* Source data
================================

use std::fmt;

use serde::{Deserialize, Serialize};

// ── Engine state ────────────────────────────────────────────────────────────

/// Connection state as reported by the external engine.
///
/// Values the gateway does not know about are kept verbatim in `Other` so
/// they can still be forwarded to webhooks.
#[derive(Debug, Clone, PartialEq, Eq, Hash, Serialize, Deserialize)]
#[serde(from = "String", into = "String")]
pub enum EngineState {
    Conflict,
    Connected,
    DeprecatedVersion,
    Opening,
    Pairing,
    ProxyBlock,
    SmbTosBlock,
    Timeout,
    TosBlock,
    Unlaunched,
    Unpaired,
    UnpairedIdle,
    Other(String),
}

impl EngineState {
    pub fn as_str(&self) -> &str {
        match self {
            Self::Conflict => "CONFLICT",
            Self::Connected => "CONNECTED",
            Self::DeprecatedVersion => "DEPRECATED_VERSION",
            Self::Opening => "OPENING",
            Self::Pairing => "PAIRING",
            Self::ProxyBlock => "PROXYBLOCK",
            Self::SmbTosBlock => "SMB_TOS_BLOCK",
            Self::Timeout => "TIMEOUT",
            Self::TosBlock => "TOS_BLOCK",
            Self::Unlaunched => "UNLAUNCHED",
            Self::Unpaired => "UNPAIRED",
            Self::UnpairedIdle => "UNPAIRED_IDLE",
            Self::Other(s) => s,
        }
    }

    /// Another client took over this identity.
    pub fn is_conflict(&self) -> bool {
        matches!(self, Self::Conflict)
    }
}

impl From<String> for EngineState {
    fn from(s: String) -> Self {
        match s.as_str() {
            "CONFLICT" => Self::Conflict,
            "CONNECTED" => Self::Connected,
            "DEPRECATED_VERSION" => Self::DeprecatedVersion,
            "OPENING" => Self::Opening,
            "PAIRING" => Self::Pairing,
            "PROXYBLOCK" => Self::ProxyBlock,
            "SMB_TOS_BLOCK" => Self::SmbTosBlock,
            "TIMEOUT" => Self::Timeout,
            "TOS_BLOCK" => Self::TosBlock,
            "UNLAUNCHED" => Self::Unlaunched,
            "UNPAIRED" => Self::Unpaired,
            "UNPAIRED_IDLE" => Self::UnpairedIdle,
            _ => Self::Other(s),
        }
    }
}

impl From<EngineState> for String {
    fn from(state: EngineState) -> Self {
        match state {
            EngineState::Other(s) => s,
            known => known.as_str().to_string(),
        }
    }
}

impl fmt::Display for EngineState {
    fn fmt(&self, f: &mut fmt::Formatter<'_>) -> fmt::Result {
        f.write_str(self.as_str())
    }
}

// ── Events ──────────────────────────────────────────────────────────────────

/// Minimal view of an inbound message. The gateway does not interpret it.
#[derive(Debug, Clone, Default, PartialEq, Eq, Serialize, Deserialize)]
#[serde(default, rename_all = "camelCase")]
pub struct IncomingMessage {
    pub id: String,
    pub from: String,
    pub body: String,
    pub timestamp: i64,
}

/// Lifecycle events a client pushes to its session.
#[derive(Debug, Clone, PartialEq, Eq, Serialize, Deserialize)]
#[serde(tag = "type", rename_all = "snake_case")]
pub enum EngineEvent {
    Ready,
    StateChanged {
        state: EngineState,
    },
    #[serde(rename = "qr")]
    QrReceived {
        value: String,
    },
    #[serde(rename = "message")]
    MessageReceived {
        #[serde(default)]
        message: IncomingMessage,
    },
}

// ── Outbound content ────────────────────────────────────────────────────────

/// A poll as understood by the engine.
#[derive(Debug, Clone, PartialEq, Eq, Serialize, Deserialize)]
#[serde(rename_all = "camelCase")]
pub struct Poll {
    pub name: String,
    pub options: Vec<String>,
    pub allow_multiple_answers: bool,
}

impl Poll {
    /// Single-answer poll.
    pub fn new(name: impl Into<String>, options: Vec<String>) -> Self {
        Self {
            name: name.into(),
            options,
            allow_multiple_answers: false,
        }
    }
}

/// What `send_message` delivers.
#[derive(Debug, Clone, PartialEq, Eq, Serialize, Deserialize)]
#[serde(tag = "type", rename_all = "snake_case")]
pub enum MessageContent {
    Text { body: String },
    Poll(Poll),
}

// ── Chats ───────────────────────────────────────────────────────────────────

#[derive(Debug, Clone, Default, PartialEq, Eq, Serialize, Deserialize)]
#[serde(default, rename_all = "camelCase")]
pub struct Chat {
    pub id: String,
    pub name: String,
    pub is_group: bool,
    pub unread_count: u32,
    pub timestamp: Option<i64>,
}

#[derive(Debug, Clone, Default, PartialEq, Eq, Serialize, Deserialize)]
#[serde(default, rename_all = "camelCase")]
pub struct ChatMessage {
    pub id: String,
    pub from: String,
    pub to: String,
    pub body: String,
    pub timestamp: i64,
    pub from_me: bool,
    pub has_media: bool,
}

/// The identity a paired client is logged in as.
#[derive(Debug, Clone, Default, PartialEq, Eq, Serialize, Deserialize)]
#[serde(default, rename_all = "camelCase")]
pub struct ClientInfo {
    pub wid: String,
    pub pushname: String,
    pub platform: String,
}
//! Gateway: the HTTP surface over the session registry.
//!
//! Lifecycle:
//! 1. Load config, resolve auth
//! 2. Build the engine driver and the session registry
//! 3. Restore persisted sessions, start the autostart list
//! 4. Serve HTTP until ctrl-c / SIGTERM
//! 5. Release every engine client
//!
//! Session semantics live in `wagate-sessions`; this crate only maps HTTP
//! requests onto them.

pub mod auth;
pub mod error;
pub mod qr;
pub mod routes;
pub mod server;
pub mod state;

pub use {
    error::GatewayError,
    server::{build_gateway_app, start_gateway},
    state::GatewayState,
};
use std::{sync::Arc, time::Instant};

use wagate_sessions::SessionRegistry;

use crate::auth::ResolvedAuth;

// ── Gateway state ────────────────────────────────────────────────────────────

/// Shared gateway runtime state, wrapped in Arc for use across async tasks.
pub struct GatewayState {
    /// Live sessions.
    pub registry: SessionRegistry,
    /// Auth configuration.
    pub auth: ResolvedAuth,
    /// Server version string.
    pub version: String,
    pub started_at: Instant,
}

impl GatewayState {
    pub fn new(registry: SessionRegistry, auth: ResolvedAuth) -> Arc<Self> {
        Arc::new(Self {
            registry,
            auth,
            version: env!("CARGO_PKG_VERSION").to_string(),
            started_at: Instant::now(),
        })
    }

    pub fn uptime_secs(&self) -> u64 {
        self.started_at.elapsed().as_secs()
    }
}
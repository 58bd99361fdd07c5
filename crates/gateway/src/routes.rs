//! HTTP handlers for session lifecycle and messaging.

use std::{collections::HashMap, sync::Arc};

use {
    axum::{
        Extension, Json, Router,
        body::Bytes,
        extract::{
            Path, Query, Request, State,
            rejection::{JsonRejection, QueryRejection},
        },
        http::header::CONTENT_TYPE,
        middleware::{self, Next},
        response::{IntoResponse, Response},
        routing::{get, post},
    },
    serde::Deserialize,
    serde_json::{Value, json},
    tracing::debug,
    wagate_sessions::{MessagingSession, PollSpec, SessionStatus},
};

use crate::{
    error::{GatewayError, GatewayResult},
    qr,
    state::GatewayState,
};

/// Messages returned by `GET /{session}/messages/{chatId}` without `?limit`.
pub const DEFAULT_MESSAGE_LIMIT: usize = 10;

type AppState = Arc<GatewayState>;

// ── Routers ──────────────────────────────────────────────────────────────────

/// Every session route. Callers add auth on top.
pub fn session_routes(state: AppState) -> Router<AppState> {
    let working = Router::new()
        .route("/sessions/{session}/me", get(me_handler))
        .route("/{session}/messages/send-text", post(send_text_handler))
        .route("/{session}/messages/send-poll", post(send_poll_handler))
        .route("/{session}/messages", get(chats_handler))
        .route("/{session}/messages/{chat_id}", get(messages_handler))
        .route("/{session}/groups", get(groups_handler))
        .route_layer(middleware::from_fn_with_state(state, require_working));

    Router::new()
        .route("/sessions", get(list_handler))
        .route("/sessions/{session}/start", post(start_handler))
        .route("/sessions/{session}/stop", post(stop_handler))
        .route("/{session}/auth/qr", get(qr_handler))
        .merge(working)
}

// ── Precondition ─────────────────────────────────────────────────────────────

/// Resolve `{session}` and let the request through only when it is `WORKING`.
///
/// The resolved session travels to the handler as a request extension.
async fn require_working(
    State(state): State<AppState>,
    Path(params): Path<HashMap<String, String>>,
    mut request: Request,
    next: Next,
) -> Response {
    let name = params.get("session").map(String::as_str).unwrap_or_default();
    let session = match lookup(&state, name).await {
        Ok(session) => session,
        Err(e) => return e.into_response(),
    };

    let status = session.state().await;
    if status != SessionStatus::Working {
        debug!(session = %session.name(), %status, "rejecting request, session not ready");
        return GatewayError::NotReady {
            name: session.name().to_string(),
            status,
        }
        .into_response();
    }

    request.extensions_mut().insert(session);
    next.run(request).await
}

async fn lookup(state: &GatewayState, name: &str) -> GatewayResult<Arc<MessagingSession>> {
    state
        .registry
        .get(name)
        .await
        .ok_or_else(|| GatewayError::SessionNotFound(name.to_lowercase()))
}

// ── Lifecycle ────────────────────────────────────────────────────────────────

#[derive(Debug, Default, Deserialize)]
#[serde(rename_all = "camelCase")]
struct StartRequest {
    #[serde(default)]
    webhook_url: Option<String>,
}

async fn list_handler(State(state): State<AppState>) -> Json<Value> {
    Json(json!({ "result": state.registry.list().await }))
}

async fn start_handler(
    State(state): State<AppState>,
    Path(name): Path<String>,
    body: Bytes,
) -> GatewayResult<Json<Value>> {
    let request: StartRequest = if body.iter().all(u8::is_ascii_whitespace) {
        StartRequest::default()
    } else {
        serde_json::from_slice(&body)
            .map_err(|e| GatewayError::BadRequest(format!("invalid start request: {e}")))?
    };
    let webhook_url = request.webhook_url.filter(|u| !u.trim().is_empty());
    state.registry.start(&name, webhook_url).await;
    Ok(Json(json!({})))
}

async fn stop_handler(State(state): State<AppState>, Path(name): Path<String>) -> Json<Value> {
    state.registry.stop(&name).await;
    Json(json!({}))
}

async fn qr_handler(
    State(state): State<AppState>,
    Path(name): Path<String>,
) -> GatewayResult<Response> {
    let session = lookup(&state, &name).await?;
    match session.qr().await {
        (SessionStatus::ScanQrCode, Some(value)) => {
            let png =
                qr::render_png(&value).map_err(|e| GatewayError::Internal(format!("{e:#}")))?;
            Ok(([(CONTENT_TYPE, "image/png")], png).into_response())
        },
        (status, _) => Ok(Json(json!({ "result": { "state": status } })).into_response()),
    }
}

// ── Working-only ─────────────────────────────────────────────────────────────

async fn me_handler(
    Extension(session): Extension<Arc<MessagingSession>>,
) -> GatewayResult<Json<Value>> {
    let info = session.info().await?;
    Ok(Json(json!({
        "result": { "state": session.state().await, "info": info }
    })))
}

#[derive(Debug, Deserialize)]
#[serde(rename_all = "camelCase")]
struct SendTextRequest {
    #[serde(default)]
    chat_id: Option<String>,
    #[serde(default)]
    number: Option<String>,
    text: String,
}

#[derive(Debug, Deserialize)]
#[serde(rename_all = "camelCase")]
struct SendPollRequest {
    #[serde(default)]
    chat_id: Option<String>,
    #[serde(default)]
    number: Option<String>,
    poll: PollSpec,
}

fn json_body<T>(payload: Result<Json<T>, JsonRejection>) -> GatewayResult<T> {
    payload
        .map(|Json(body)| body)
        .map_err(|e| GatewayError::BadRequest(e.body_text()))
}

/// Pick the chat to send to: an explicit `chatId` wins, otherwise the phone
/// `number` is resolved through the engine.
async fn resolve_target(
    session: &MessagingSession,
    chat_id: Option<String>,
    number: Option<String>,
) -> GatewayResult<String> {
    if let Some(chat_id) = chat_id.filter(|c| !c.trim().is_empty()) {
        return Ok(chat_id);
    }
    let Some(number) = number.filter(|n| !n.trim().is_empty()) else {
        return Err(GatewayError::BadRequest(
            "either chatId or number is required".into(),
        ));
    };
    session
        .resolve_number(number.trim())
        .await?
        .ok_or_else(|| GatewayError::BadRequest(format!("number {number} is not registered")))
}

async fn send_text_handler(
    Extension(session): Extension<Arc<MessagingSession>>,
    payload: Result<Json<SendTextRequest>, JsonRejection>,
) -> GatewayResult<Json<Value>> {
    let request = json_body(payload)?;
    let chat_id = resolve_target(&session, request.chat_id, request.number).await?;
    session.send_text(&chat_id, &request.text).await?;
    Ok(Json(json!({})))
}

async fn send_poll_handler(
    Extension(session): Extension<Arc<MessagingSession>>,
    payload: Result<Json<SendPollRequest>, JsonRejection>,
) -> GatewayResult<Json<Value>> {
    let request = json_body(payload)?;
    let chat_id = resolve_target(&session, request.chat_id, request.number).await?;
    session.send_poll(&chat_id, request.poll).await?;
    Ok(Json(json!({})))
}

async fn chats_handler(
    Extension(session): Extension<Arc<MessagingSession>>,
) -> GatewayResult<Json<Value>> {
    Ok(Json(json!({ "result": session.chats().await? })))
}

async fn groups_handler(
    Extension(session): Extension<Arc<MessagingSession>>,
) -> GatewayResult<Json<Value>> {
    Ok(Json(json!({ "result": session.groups().await? })))
}

#[derive(Debug, Deserialize)]
struct MessagesQuery {
    limit: Option<usize>,
}

async fn messages_handler(
    Extension(session): Extension<Arc<MessagingSession>>,
    Path((_, chat_id)): Path<(String, String)>,
    query: Result<Query<MessagesQuery>, QueryRejection>,
) -> GatewayResult<Json<Value>> {
    let Query(query) = query.map_err(|e| GatewayError::BadRequest(e.body_text()))?;
    let limit = query.limit.unwrap_or(DEFAULT_MESSAGE_LIMIT);
    let messages = session
        .messages(&chat_id, limit)
        .await?
        .ok_or_else(|| GatewayError::NotFound(format!("chat {chat_id} not found")))?;
    Ok(Json(json!({ "result": messages })))
}
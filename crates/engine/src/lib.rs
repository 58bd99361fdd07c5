//! Messaging engine seam.
//!
//! The engine owns the actual protocol work (device pairing, transport, chat
//! state). The gateway only sees the [`MessagingEngine`] / [`EngineClient`]
//! traits and the lifecycle events a client pushes back.
//!
//! Drivers:
//! - [`bridge::BridgeEngine`]: browser-automation sidecar over HTTP + NDJSON events
//! - [`memory::MemoryEngine`]: in-process engine for local runs and tests

pub mod bridge;
pub mod client;
pub mod memory;
pub mod types;

pub use {
    client::{EngineClient, EventSender, MessagingEngine},
    types::{
        Chat, ChatMessage, ClientInfo, EngineEvent, EngineState, IncomingMessage, MessageContent,
        Poll,
    },
};
/// Replace `${ENV_VAR}` and `${ENV_VAR:-fallback}` placeholders in raw config text.
///
/// Unresolvable variables without a fallback are left as-is so the parser
/// reports them in context.
pub fn substitute_env(input: &str) -> String {
    substitute_with(input, |name| std::env::var(name).ok())
}

fn substitute_with(input: &str, lookup: impl Fn(&str) -> Option<String>) -> String {
    let mut result = String::with_capacity(input.len());
    let mut chars = input.chars().peekable();

    while let Some(ch) = chars.next() {
        if ch != '$' || chars.peek() != Some(&'{') {
            result.push(ch);
            continue;
        }
        chars.next(); // '{'

        let mut body = String::new();
        let mut closed = false;
        for c in chars.by_ref() {
            if c == '}' {
                closed = true;
                break;
            }
            body.push(c);
        }

        if !closed || body.is_empty() {
            result.push_str("${");
            result.push_str(&body);
            continue;
        }

        let (name, fallback) = match body.split_once(":-") {
            Some((name, fallback)) => (name, Some(fallback)),
            None => (body.as_str(), None),
        };

        match (lookup(name), fallback) {
            (Some(value), _) => result.push_str(&value),
            (None, Some(fallback)) => result.push_str(fallback),
            (None, None) => {
                result.push_str("${");
                result.push_str(&body);
                result.push('}');
            },
        }
    }

    result
}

================================

Would you set down, word for word, the lines from the opening of the entries above through the line with "impl From<EngineState> for", both included, and no others?

* Task response
use std::fmt;

use serde::{Deserialize, Serialize};

// ── Engine state ────────────────────────────────────────────────────────────

/// Connection state as reported by the external engine.
///
/// Values the gateway does not know about are kept verbatim in `Other` so
/// they can still be forwarded to webhooks.
#[derive(Debug, Clone, PartialEq, Eq, Hash, Serialize, Deserialize)]
#[serde(from = "String", into = "String")]
pub enum EngineState {
    Conflict,
    Connected,
    DeprecatedVersion,
    Opening,
    Pairing,
    ProxyBlock,
    SmbTosBlock,
    Timeout,
    TosBlock,
    Unlaunched,
    Unpaired,
    UnpairedIdle,
    Other(String),
}

impl EngineState {
    pub fn as_str(&self) -> &str {
        match self {
            Self::Conflict => "CONFLICT",
            Self::Connected => "CONNECTED",
            Self::DeprecatedVersion => "DEPRECATED_VERSION",
            Self::Opening => "OPENING",
            Self::Pairing => "PAIRING",
            Self::ProxyBlock => "PROXYBLOCK",
            Self::SmbTosBlock => "SMB_TOS_BLOCK",
            Self::Timeout => "TIMEOUT",
            Self::TosBlock => "TOS_BLOCK",
            Self::Unlaunched => "UNLAUNCHED",
            Self::Unpaired => "UNPAIRED",
            Self::UnpairedIdle => "UNPAIRED_IDLE",
            Self::Other(s) => s,
        }
    }

    /// Another client took over this identity.
    pub fn is_conflict(&self) -> bool {
        matches!(self, Self::Conflict)
    }
}

impl From<String> for EngineState {
    fn from(s: String) -> Self {
        match s.as_str() {
            "CONFLICT" => Self::Conflict,
            "CONNECTED" => Self::Connected,
            "DEPRECATED_VERSION" => Self::DeprecatedVersion,
            "OPENING" => Self::Opening,
            "PAIRING" => Self::Pairing,
            "PROXYBLOCK" => Self::ProxyBlock,
            "SMB_TOS_BLOCK" => Self::SmbTosBlock,
            "TIMEOUT" => Self::Timeout,
            "TOS_BLOCK" => Self::TosBlock,
            "UNLAUNCHED" => Self::Unlaunched,
            "UNPAIRED" => Self::Unpaired,
            "UNPAIRED_IDLE" => Self::UnpairedIdle,
            _ => Self::Other(s),
        }
    }
}

impl From<EngineState> for String {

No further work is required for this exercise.